Ce devait être au début des années 70. L'aisance de ma mère en société, sa capacité solaire à rester le centre de toute discussion, son charme évident me fascinaient. Et l'adolescent que j'étais finit par lui demander ses recettes de séduction. Elle me raconta à peu près cette histoire, toute à son image:

Dans les années 1910, Cocteau et Diaghilev marchaient dans la rue à la suite d'un Nijinsky boudeur. Diaghilev n'écoutait qu'à peine Cocteau, qui s'en vexa. Lui demandant pourquoi il ne s'intéressait pas à lui, Cocteau se vit répondre cette phrase : "Etonnez-moi"

Ce fut l'un des conseils de Charlotte à son fils, l'une de ses recommandations, que j'ai tenté de mettre en pratique toute ma vie, et dont j'ai pu constater l'efficacité en particulier sur les enfants.
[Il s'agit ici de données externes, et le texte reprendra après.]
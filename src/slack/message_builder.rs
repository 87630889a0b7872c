//! Text and Block Kit payloads for every message the bot posts.

use serde_json::{Value, json};

use crate::core::models::OutboundMessage;
use crate::workflow::state::Decision;

pub const APPROVAL_ACTIONS_BLOCK_ID: &str = "approval_actions";
pub const APPROVE_ACTION_ID: &str = "approve_request";
pub const REJECT_ACTION_ID: &str = "reject_request";

#[must_use]
pub fn greeting(user_id: &str) -> String {
    format!("Hello, <@{user_id}>")
}

/// `text` is embedded verbatim, including the empty string.
#[must_use]
pub fn echo_name(text: &str) -> String {
    format!("Your name is {text}")
}

/// The request sent to the approver's DM.
///
/// Both buttons carry `requester_id` as their value; that value is the only
/// link from a later click back to the requester.
#[must_use]
pub fn approval_request(approver_id: &str, requester_id: &str, body: &str) -> OutboundMessage {
    OutboundMessage {
        channel: approver_id.to_string(),
        text: format!("Approval request from <@{requester_id}>: {body}"),
        blocks: Some(approval_request_blocks(requester_id, body)),
    }
}

#[must_use]
pub fn approval_request_blocks(requester_id: &str, body: &str) -> Value {
    json!([
        {
            "type": "section",
            "text": {
                "type": "mrkdwn",
                "text": format!("*Approval Request from <@{requester_id}>*\n\n{body}")
            }
        },
        {
            "type": "actions",
            "block_id": APPROVAL_ACTIONS_BLOCK_ID,
            "elements": [
                decision_button(Decision::Approved, requester_id),
                decision_button(Decision::Rejected, requester_id),
            ]
        }
    ])
}

fn decision_button(decision: Decision, requester_id: &str) -> Value {
    let (label, style) = match decision {
        Decision::Approved => ("Approve", "primary"),
        Decision::Rejected => ("Reject", "danger"),
    };
    json!({
        "type": "button",
        "text": { "type": "plain_text", "text": label },
        "style": style,
        "value": requester_id,
        "action_id": decision.action_id()
    })
}

/// The DM telling the requester what happened.
#[must_use]
pub fn decision_notice(requester_id: &str, decision: Decision, decided_by: &str) -> OutboundMessage {
    OutboundMessage::text(
        requester_id,
        format!(
            "Your approval request has been *{}* by <@{decided_by}>.",
            decision.verb()
        ),
    )
}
Rien de tel que d'étonner un enfant pour faire cesser ses pleurs, ou le sortir de son indifférence !

Voici l'extrait des mémoires de Cocteau correspondant au récit de Charlotte:

Le premier son de cloche, qui ne se terminera qu'avec ma mort, me fut sonné par Diaghilev, une nuit, place de la Concorde. Nous rentrions de souper après le spectacle. Nijinsky boudait, à son habitude. Il marchait devant nous. Diaghilev s'amusait de mes ridicules. Comme je l'interrogeais sur sa réserve (j'étais habitué aux éloges), il s'arrêta, ajusta son monocle et me dit : « Etonne-moi » ». Cette phrase me sauva d'une carrière de brio. Je devinai vite qu'on n'étonne pas un Diaghilev. De cette minute, je décidai de mourir et de revivre. Le travail fut long et atroce. Cette rupture, je la dois comme tant d'autres à cet ogre »

Comme Cocteau, Charlotte ne vécut pas que de son brio. Elle avait par sa culture et son intelligence tous les moyens de briller. Mais un jour ou l'autre, elle décida d'étonner, et cette décision fut prise ad aeternam !

Alors une seule question, qui restera sans réponse :

Qui fut son Diaghilev ?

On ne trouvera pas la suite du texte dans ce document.